- _YOUR INSTRUCTIONS_
The word "that" marks the lines to keep; find each one in the data and copy it.

- _EXERCISE DATA_
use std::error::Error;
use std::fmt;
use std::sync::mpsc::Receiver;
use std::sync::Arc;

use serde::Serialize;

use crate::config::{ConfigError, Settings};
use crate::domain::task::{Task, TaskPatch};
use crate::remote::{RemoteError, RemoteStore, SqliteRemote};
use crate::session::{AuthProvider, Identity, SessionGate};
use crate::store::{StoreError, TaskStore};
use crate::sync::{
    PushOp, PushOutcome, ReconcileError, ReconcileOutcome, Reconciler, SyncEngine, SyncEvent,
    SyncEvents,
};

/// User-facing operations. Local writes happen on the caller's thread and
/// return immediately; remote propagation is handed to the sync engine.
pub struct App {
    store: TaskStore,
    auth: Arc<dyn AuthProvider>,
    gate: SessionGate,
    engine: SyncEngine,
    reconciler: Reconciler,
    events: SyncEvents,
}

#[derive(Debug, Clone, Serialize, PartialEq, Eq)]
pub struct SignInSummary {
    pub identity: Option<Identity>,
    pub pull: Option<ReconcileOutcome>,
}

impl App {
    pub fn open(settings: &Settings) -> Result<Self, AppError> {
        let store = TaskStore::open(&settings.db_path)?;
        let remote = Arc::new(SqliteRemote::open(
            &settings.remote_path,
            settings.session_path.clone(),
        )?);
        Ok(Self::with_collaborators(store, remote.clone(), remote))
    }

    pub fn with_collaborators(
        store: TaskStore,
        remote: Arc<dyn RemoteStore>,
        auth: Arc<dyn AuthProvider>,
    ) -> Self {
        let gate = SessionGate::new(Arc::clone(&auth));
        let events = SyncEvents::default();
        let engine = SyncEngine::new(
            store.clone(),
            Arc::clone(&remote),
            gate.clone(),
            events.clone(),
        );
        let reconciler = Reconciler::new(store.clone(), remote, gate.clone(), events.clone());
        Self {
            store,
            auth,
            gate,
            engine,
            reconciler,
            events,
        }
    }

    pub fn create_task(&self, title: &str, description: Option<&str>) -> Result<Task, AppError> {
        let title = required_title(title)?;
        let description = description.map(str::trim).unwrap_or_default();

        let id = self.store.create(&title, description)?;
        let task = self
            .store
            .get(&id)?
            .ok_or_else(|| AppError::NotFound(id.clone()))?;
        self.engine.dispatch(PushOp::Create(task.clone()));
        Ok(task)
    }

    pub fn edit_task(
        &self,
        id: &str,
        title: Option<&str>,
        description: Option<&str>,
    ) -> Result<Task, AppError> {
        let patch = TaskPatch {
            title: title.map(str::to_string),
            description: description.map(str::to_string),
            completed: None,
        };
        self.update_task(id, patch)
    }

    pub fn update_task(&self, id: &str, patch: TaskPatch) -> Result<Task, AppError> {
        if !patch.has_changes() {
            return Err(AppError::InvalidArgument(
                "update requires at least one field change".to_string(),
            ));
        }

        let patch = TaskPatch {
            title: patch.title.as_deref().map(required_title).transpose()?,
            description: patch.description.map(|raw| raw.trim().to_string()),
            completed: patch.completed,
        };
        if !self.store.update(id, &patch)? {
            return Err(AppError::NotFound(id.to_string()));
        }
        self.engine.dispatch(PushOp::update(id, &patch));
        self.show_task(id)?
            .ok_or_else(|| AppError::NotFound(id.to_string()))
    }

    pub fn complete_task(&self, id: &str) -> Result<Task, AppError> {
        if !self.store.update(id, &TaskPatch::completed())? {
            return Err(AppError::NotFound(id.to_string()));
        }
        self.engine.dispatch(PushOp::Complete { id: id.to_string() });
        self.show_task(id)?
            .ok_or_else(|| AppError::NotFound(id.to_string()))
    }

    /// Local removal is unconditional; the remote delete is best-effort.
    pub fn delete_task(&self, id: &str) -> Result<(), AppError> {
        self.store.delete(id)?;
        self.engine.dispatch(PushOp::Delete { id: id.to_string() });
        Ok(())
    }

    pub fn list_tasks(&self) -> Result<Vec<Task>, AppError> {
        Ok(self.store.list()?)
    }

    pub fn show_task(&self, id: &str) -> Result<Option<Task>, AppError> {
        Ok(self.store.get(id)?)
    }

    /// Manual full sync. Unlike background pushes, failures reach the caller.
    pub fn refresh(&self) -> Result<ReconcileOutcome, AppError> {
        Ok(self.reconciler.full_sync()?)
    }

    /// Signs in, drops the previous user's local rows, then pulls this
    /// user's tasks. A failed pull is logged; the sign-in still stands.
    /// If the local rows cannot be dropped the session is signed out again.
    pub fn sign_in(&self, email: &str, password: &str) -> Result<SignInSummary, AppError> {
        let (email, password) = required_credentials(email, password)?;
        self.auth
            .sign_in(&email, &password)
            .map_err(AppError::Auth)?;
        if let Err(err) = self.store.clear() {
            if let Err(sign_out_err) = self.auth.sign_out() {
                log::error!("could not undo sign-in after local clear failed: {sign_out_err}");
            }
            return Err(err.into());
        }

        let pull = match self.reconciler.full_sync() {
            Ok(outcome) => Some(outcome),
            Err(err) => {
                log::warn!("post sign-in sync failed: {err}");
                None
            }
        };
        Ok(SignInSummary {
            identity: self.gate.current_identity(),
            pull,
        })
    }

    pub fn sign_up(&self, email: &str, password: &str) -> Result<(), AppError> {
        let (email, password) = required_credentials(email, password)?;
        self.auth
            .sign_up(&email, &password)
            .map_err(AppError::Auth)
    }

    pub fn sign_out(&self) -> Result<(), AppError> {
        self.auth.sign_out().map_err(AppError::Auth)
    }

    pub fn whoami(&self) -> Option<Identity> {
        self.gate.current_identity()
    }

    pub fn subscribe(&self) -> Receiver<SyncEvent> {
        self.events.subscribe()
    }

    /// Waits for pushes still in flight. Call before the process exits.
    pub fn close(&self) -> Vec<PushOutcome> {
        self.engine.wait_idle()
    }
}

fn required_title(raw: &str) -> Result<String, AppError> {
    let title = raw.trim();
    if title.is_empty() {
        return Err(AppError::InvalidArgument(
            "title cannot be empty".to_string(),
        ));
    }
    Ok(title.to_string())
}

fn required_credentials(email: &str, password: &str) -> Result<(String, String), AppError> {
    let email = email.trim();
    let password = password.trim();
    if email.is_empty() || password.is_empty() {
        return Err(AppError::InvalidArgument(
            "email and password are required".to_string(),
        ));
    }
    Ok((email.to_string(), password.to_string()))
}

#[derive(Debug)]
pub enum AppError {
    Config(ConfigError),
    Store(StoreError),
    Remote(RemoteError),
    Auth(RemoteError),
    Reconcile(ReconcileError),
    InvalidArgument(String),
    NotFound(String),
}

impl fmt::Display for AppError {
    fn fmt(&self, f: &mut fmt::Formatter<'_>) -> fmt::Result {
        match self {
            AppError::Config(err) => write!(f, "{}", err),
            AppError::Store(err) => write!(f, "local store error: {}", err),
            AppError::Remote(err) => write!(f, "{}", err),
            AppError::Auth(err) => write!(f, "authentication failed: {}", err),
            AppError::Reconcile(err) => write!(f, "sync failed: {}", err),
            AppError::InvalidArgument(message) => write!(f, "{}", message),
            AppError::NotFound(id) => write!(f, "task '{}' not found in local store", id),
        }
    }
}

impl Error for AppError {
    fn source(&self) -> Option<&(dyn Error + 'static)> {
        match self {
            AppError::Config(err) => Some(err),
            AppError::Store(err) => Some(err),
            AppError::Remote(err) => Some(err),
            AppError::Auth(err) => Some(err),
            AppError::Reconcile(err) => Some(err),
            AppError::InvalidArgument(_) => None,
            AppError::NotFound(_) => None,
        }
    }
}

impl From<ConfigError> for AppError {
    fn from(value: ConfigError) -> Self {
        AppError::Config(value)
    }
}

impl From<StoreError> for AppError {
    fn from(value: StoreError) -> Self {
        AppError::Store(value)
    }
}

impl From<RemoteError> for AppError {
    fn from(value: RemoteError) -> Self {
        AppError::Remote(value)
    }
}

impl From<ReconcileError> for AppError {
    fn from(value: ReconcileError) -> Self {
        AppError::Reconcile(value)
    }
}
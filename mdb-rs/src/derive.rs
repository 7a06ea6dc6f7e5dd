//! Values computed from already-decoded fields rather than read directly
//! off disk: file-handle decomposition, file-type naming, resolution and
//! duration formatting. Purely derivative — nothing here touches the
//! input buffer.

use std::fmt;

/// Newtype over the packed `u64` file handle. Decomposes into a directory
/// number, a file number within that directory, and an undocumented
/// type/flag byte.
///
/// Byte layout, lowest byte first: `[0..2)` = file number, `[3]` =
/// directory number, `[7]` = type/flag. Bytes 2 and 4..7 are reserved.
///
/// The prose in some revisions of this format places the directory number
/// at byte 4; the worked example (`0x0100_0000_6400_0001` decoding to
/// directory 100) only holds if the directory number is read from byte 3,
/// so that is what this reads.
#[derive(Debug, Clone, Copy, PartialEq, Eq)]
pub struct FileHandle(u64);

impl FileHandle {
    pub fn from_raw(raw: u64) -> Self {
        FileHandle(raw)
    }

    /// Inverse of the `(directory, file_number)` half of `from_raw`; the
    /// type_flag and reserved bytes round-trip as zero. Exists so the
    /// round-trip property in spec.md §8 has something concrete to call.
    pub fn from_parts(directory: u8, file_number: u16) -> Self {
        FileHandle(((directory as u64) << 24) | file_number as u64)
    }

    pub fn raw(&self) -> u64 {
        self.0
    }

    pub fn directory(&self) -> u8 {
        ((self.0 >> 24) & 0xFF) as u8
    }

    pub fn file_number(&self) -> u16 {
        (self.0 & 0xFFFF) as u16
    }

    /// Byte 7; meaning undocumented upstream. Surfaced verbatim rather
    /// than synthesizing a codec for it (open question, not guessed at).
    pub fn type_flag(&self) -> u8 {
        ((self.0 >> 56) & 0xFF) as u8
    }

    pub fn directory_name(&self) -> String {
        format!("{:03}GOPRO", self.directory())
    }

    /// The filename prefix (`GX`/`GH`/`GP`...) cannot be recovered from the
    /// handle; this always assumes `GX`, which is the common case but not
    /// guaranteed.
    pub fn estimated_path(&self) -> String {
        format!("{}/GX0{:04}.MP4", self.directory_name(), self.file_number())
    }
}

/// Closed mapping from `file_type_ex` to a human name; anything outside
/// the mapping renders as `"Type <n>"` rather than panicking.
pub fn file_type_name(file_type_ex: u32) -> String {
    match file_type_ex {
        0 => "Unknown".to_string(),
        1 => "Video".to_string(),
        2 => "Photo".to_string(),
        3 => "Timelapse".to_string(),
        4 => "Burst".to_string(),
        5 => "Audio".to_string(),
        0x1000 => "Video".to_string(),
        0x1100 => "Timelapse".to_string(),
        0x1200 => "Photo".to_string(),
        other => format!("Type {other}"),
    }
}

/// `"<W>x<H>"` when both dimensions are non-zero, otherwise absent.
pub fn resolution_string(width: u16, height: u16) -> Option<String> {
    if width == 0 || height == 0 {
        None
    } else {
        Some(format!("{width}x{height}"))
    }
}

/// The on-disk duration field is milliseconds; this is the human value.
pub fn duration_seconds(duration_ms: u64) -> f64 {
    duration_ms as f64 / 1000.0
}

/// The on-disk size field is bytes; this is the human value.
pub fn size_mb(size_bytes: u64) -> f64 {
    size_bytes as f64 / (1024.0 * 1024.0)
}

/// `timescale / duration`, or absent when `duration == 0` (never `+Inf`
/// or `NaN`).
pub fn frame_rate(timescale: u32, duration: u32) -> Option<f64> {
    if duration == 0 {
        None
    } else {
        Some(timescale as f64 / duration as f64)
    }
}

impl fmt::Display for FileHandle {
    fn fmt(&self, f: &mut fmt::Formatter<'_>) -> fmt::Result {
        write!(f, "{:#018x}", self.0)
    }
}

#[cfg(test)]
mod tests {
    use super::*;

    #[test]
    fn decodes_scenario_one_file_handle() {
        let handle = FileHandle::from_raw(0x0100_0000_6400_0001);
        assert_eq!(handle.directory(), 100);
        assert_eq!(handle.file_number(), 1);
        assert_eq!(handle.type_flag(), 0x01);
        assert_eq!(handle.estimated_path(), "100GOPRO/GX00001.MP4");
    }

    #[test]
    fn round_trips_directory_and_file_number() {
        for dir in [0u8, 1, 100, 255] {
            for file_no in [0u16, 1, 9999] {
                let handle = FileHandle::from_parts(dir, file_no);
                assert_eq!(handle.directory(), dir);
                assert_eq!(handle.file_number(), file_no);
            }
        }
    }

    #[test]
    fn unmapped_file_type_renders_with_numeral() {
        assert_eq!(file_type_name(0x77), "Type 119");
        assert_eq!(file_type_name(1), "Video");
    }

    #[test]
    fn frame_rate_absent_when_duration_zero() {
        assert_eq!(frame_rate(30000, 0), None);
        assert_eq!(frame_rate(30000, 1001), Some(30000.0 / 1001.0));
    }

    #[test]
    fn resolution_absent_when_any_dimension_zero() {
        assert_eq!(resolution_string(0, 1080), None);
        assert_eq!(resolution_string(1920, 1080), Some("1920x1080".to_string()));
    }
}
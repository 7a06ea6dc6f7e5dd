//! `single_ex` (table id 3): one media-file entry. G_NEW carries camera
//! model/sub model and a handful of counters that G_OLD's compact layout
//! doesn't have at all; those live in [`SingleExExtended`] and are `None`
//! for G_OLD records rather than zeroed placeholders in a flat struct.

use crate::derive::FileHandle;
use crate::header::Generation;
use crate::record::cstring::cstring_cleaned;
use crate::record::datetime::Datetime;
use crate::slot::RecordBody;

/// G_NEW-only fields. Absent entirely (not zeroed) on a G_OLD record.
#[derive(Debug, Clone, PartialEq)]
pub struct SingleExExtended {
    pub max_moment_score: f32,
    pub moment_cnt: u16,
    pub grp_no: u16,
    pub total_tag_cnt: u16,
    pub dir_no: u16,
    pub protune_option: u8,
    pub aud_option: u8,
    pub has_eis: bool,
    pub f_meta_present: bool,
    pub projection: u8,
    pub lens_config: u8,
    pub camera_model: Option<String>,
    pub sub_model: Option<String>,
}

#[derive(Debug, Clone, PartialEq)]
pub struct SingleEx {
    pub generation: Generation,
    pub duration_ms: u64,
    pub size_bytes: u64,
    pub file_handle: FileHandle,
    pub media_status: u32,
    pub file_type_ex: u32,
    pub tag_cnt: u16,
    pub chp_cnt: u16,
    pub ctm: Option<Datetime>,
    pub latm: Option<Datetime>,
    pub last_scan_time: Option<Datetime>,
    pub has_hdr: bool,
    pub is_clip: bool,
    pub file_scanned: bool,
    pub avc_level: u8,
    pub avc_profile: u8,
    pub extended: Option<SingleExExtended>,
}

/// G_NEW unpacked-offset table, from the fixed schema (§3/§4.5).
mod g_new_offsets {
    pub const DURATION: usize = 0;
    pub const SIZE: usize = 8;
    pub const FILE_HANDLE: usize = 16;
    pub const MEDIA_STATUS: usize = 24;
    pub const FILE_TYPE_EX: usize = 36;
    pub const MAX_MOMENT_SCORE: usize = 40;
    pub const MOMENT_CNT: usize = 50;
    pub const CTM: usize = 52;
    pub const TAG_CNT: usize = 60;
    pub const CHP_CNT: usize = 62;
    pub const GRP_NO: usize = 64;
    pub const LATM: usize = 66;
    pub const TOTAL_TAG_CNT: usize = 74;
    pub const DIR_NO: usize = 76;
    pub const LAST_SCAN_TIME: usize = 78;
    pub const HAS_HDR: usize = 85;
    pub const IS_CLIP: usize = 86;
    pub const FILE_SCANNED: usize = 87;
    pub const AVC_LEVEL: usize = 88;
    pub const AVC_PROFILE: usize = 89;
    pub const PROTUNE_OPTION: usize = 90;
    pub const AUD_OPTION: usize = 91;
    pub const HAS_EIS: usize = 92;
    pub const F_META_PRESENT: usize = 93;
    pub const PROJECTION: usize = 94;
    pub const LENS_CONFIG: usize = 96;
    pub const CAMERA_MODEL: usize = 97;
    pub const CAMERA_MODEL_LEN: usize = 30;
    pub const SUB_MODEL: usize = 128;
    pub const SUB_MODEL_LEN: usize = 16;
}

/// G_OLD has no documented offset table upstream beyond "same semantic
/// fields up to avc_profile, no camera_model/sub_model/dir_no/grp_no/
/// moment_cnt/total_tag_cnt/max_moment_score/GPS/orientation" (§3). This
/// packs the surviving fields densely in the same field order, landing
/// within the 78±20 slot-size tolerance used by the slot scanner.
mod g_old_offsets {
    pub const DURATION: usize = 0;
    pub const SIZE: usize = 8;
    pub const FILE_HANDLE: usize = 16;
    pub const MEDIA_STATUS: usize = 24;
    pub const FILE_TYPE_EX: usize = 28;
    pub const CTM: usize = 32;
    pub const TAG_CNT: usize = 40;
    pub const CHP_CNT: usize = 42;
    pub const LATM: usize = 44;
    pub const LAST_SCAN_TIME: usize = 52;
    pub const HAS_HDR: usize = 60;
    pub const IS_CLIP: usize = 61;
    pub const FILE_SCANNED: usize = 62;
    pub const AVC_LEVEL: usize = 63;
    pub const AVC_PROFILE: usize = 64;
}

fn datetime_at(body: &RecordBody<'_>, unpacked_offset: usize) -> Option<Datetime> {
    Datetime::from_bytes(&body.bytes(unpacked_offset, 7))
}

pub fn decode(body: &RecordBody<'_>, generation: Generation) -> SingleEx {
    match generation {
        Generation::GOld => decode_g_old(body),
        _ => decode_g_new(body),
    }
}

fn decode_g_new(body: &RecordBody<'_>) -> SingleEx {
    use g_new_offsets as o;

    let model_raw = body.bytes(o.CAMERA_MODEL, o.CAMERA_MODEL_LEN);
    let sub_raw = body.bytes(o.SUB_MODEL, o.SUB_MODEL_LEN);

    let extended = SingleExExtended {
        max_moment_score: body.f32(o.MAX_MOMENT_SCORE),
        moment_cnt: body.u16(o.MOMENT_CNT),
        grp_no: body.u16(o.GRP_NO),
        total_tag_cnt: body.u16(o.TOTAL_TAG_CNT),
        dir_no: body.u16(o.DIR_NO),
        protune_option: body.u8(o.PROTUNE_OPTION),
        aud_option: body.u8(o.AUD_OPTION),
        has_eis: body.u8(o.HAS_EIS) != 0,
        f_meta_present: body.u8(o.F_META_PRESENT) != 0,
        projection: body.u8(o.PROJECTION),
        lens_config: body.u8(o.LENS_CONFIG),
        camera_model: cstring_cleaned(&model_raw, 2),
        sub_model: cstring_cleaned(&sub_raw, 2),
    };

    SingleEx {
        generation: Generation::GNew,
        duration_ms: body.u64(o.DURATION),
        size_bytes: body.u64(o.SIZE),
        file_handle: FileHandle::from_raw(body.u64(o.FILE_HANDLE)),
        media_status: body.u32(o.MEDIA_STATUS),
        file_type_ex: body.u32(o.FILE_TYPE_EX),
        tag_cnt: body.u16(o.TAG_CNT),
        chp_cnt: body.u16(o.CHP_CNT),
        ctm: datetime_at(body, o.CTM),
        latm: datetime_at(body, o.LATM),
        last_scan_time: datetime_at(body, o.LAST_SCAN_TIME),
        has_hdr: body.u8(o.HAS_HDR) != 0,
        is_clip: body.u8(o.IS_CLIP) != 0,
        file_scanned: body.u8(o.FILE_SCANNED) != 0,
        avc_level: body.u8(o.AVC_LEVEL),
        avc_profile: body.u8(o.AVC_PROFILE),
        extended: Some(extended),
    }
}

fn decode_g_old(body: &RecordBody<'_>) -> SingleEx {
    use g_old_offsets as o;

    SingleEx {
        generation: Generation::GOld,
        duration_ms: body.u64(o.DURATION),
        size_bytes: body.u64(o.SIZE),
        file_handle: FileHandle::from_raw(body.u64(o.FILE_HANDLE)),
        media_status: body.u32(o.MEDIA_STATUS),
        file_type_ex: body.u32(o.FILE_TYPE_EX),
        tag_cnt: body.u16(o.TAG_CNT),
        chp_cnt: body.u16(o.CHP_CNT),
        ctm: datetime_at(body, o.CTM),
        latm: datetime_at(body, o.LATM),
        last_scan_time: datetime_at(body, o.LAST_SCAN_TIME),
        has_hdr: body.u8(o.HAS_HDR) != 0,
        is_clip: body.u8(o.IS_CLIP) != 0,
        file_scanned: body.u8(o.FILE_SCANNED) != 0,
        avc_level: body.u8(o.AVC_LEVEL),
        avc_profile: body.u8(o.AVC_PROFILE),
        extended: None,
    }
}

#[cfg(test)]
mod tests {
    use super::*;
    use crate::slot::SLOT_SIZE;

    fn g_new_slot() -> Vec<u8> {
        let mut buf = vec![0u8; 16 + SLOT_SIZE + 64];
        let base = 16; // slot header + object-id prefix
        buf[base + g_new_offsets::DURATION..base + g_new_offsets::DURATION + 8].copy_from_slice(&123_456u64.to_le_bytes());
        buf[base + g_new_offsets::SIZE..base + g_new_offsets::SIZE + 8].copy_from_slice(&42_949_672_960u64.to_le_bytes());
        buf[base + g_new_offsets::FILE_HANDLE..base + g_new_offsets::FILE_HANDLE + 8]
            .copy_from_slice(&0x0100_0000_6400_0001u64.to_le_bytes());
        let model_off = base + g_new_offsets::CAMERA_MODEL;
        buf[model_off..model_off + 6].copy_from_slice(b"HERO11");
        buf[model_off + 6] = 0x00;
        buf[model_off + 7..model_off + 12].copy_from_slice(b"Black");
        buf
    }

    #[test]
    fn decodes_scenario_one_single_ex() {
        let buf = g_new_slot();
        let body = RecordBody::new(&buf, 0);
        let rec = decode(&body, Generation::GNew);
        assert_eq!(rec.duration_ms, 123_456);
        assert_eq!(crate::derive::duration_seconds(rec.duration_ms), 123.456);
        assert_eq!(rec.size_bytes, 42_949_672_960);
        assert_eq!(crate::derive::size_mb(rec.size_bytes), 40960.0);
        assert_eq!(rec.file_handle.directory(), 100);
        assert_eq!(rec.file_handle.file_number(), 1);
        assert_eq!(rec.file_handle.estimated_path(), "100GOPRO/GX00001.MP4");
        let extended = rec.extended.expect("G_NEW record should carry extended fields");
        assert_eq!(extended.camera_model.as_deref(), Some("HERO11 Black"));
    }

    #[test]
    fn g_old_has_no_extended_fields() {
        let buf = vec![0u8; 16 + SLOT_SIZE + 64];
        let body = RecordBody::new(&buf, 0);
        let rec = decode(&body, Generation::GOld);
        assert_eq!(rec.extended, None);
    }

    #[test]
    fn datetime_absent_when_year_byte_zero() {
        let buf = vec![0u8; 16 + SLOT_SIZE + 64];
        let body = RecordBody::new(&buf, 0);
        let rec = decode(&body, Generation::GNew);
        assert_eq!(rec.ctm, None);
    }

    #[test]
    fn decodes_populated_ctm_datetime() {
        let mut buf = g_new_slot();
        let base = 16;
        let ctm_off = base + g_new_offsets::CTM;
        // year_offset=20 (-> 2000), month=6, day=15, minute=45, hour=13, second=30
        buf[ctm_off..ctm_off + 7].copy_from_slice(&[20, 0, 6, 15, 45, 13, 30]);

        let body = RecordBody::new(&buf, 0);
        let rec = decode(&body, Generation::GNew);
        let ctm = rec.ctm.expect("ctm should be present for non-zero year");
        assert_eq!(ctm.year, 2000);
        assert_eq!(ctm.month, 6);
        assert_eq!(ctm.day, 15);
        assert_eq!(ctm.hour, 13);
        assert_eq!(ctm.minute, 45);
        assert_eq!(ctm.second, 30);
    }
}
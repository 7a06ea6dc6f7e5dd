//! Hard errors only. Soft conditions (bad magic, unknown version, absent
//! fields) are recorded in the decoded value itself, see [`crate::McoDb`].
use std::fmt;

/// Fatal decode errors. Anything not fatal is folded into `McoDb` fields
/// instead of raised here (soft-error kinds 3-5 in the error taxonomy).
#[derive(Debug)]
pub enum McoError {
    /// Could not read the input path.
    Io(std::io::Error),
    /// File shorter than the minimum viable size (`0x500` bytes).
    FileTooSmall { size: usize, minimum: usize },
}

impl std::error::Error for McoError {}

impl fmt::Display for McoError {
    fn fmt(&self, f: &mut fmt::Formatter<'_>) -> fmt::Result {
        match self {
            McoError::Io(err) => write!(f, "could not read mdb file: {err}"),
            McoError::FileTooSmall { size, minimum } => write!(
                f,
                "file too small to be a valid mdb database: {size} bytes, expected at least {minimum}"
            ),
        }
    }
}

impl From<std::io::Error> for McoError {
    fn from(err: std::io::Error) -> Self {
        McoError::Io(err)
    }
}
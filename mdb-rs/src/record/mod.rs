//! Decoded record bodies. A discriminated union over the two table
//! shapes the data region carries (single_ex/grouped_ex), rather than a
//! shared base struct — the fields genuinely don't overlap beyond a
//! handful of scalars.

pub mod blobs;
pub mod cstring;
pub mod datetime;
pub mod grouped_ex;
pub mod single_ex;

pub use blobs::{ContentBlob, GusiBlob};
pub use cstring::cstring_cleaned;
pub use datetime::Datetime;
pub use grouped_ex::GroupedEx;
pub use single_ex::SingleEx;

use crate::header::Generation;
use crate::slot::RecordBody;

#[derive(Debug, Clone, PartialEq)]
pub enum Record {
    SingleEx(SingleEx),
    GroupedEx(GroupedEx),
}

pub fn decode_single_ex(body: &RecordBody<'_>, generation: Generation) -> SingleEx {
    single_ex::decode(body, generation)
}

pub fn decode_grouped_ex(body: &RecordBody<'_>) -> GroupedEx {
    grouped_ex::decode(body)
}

- _WRITTEN REPLY_
/// number, a file number within that directory, and an undocumented
/// so that is what this reads.
//! model/sub model and a handful of counters that G_OLD's compact layout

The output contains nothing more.